__Problem requirements__. Your job with the data below: print everything from the line that holds "and search statistics." down to the line that holds "pub mod utils;", ends included, exactly, and nothing else.

__Material provided__.
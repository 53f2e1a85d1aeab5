//! # 24-Puzzle Solver Library
//!
//! This library solves the 5x5 sliding-tile puzzle optimally with A* search,
//! using one of two admissible heuristics.
//!
//! It is used by two binaries:
//! - `puzzle_solver`: Takes a comma-separated board and a heuristic choice,
//!   then prints an optimal move sequence and search statistics.
//! - `heuristic_evaluator`: Solves a batch of seeded scrambles with both
//!   heuristics and compares how many nodes each expands.
//!
//! ## Modules
//! - `engine`: The `Board` value type, `Direction`, and move generation.
//! - `heuristics`: Misplaced-tile (h1) and Manhattan-distance (h2) estimates.
//! - `solvability`: Inversion-parity check run before any search.
//! - `frontier`: The lazy-deletion priority queue and best-cost table.
//! - `solver`: The A* engine, its options and its result record.
//! - `error`: Error types shared by the modules above.
//! - `utils`: Parsing boards from comma-separated text.

pub mod engine;
pub mod error;
pub mod frontier;
pub mod heuristics;
pub mod solvability;
pub mod solver;
pub mod utils;
//! Template inheritance merge.
//!
//! `merge(base, extended)` folds one level of an `extends` chain. The
//! resolver applies it bottom-up, so a chain `A <- B <- C` becomes
//! `merge(merge(A, B), C)`.

use std::collections::HashSet;

use super::{FitMode, Layer, LayerOverride, Template};

/// Merge `extended` onto `base`.
///
/// Scalars and metadata come from `extended`. Layers are the base layers
/// (in base order, with `extended.overrides` applied), then extended layers
/// whose names are not already present, then `extended.additional_layers`.
pub fn merge(base: &Template, extended: &Template) -> Template {
    let mut merged = extended.clone();

    if merged.tcg.is_empty() {
        merged.tcg = base.tcg.clone();
    }
    if merged.dimensions.width == 0 {
        merged.dimensions = base.dimensions;
    }
    if merged.background.is_none() {
        merged.background = base.background.clone();
    }

    let mut required = base.required.clone();
    for field in &extended.required {
        if !required.contains(field) {
            required.push(field.clone());
        }
    }
    merged.required = required;

    for (k, v) in &base.optional {
        merged.optional.entry(k.clone()).or_insert_with(|| v.clone());
    }
    for (k, v) in &base.style_tokens {
        merged.style_tokens.entry(k.clone()).or_insert_with(|| v.clone());
    }
    for (k, v) in &base.icons {
        merged.icons.entry(k.clone()).or_insert_with(|| v.clone());
    }

    let mut layers: Vec<Layer> = base
        .layers
        .iter()
        .map(|layer| {
            extended
                .overrides
                .iter()
                .filter(|o| o.layer == layer.name)
                .fold(layer.clone(), |l, o| apply_override(l, o))
        })
        .collect();
    let mut names: HashSet<String> = layers.iter().map(|l| l.name.clone()).collect();
    for layer in &extended.layers {
        if names.insert(layer.name.clone()) {
            layers.push(layer.clone());
        }
    }
    layers.extend(extended.additional_layers.iter().cloned());
    merged.layers = layers;

    merged.extends = None;
    merged.overrides.clear();
    merged.additional_layers.clear();
    merged
}

/// Apply the override-able fields of `o` to `layer`.
pub fn apply_override(mut layer: Layer, o: &LayerOverride) -> Layer {
    for (key, value) in &o.updates {
        let Some(s) = value.as_str() else {
            continue;
        };
        match key.as_str() {
            "source" => layer.source = s.to_string(),
            "content" => layer.content = s.to_string(),
            "condition" => layer.condition = s.to_string(),
            "fit_mode" => layer.fit_mode = Some(FitMode::parse(s)),
            other => tracing::trace!(layer = %layer.name, key = other, "ignoring non-overridable key"),
        }
    }
    layer
}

__Answer to the exercise__.
//!   then prints an optimal move sequence and search statistics.
//! - `heuristic_evaluator`: Solves a batch of seeded scrambles with both
//!   heuristics and compares how many nodes each expands.
//!
//! ## Modules
//! - `engine`: The `Board` value type, `Direction`, and move generation.
//! - `heuristics`: Misplaced-tile (h1) and Manhattan-distance (h2) estimates.
//! - `solvability`: Inversion-parity check run before any search.
//! - `frontier`: The lazy-deletion priority queue and best-cost table.
//! - `solver`: The A* engine, its options and its result record.
//! - `error`: Error types shared by the modules above.
//! - `utils`: Parsing boards from comma-separated text.

pub mod engine;
pub mod error;
pub mod frontier;
pub mod heuristics;
pub mod solvability;
pub mod solver;
pub mod utils;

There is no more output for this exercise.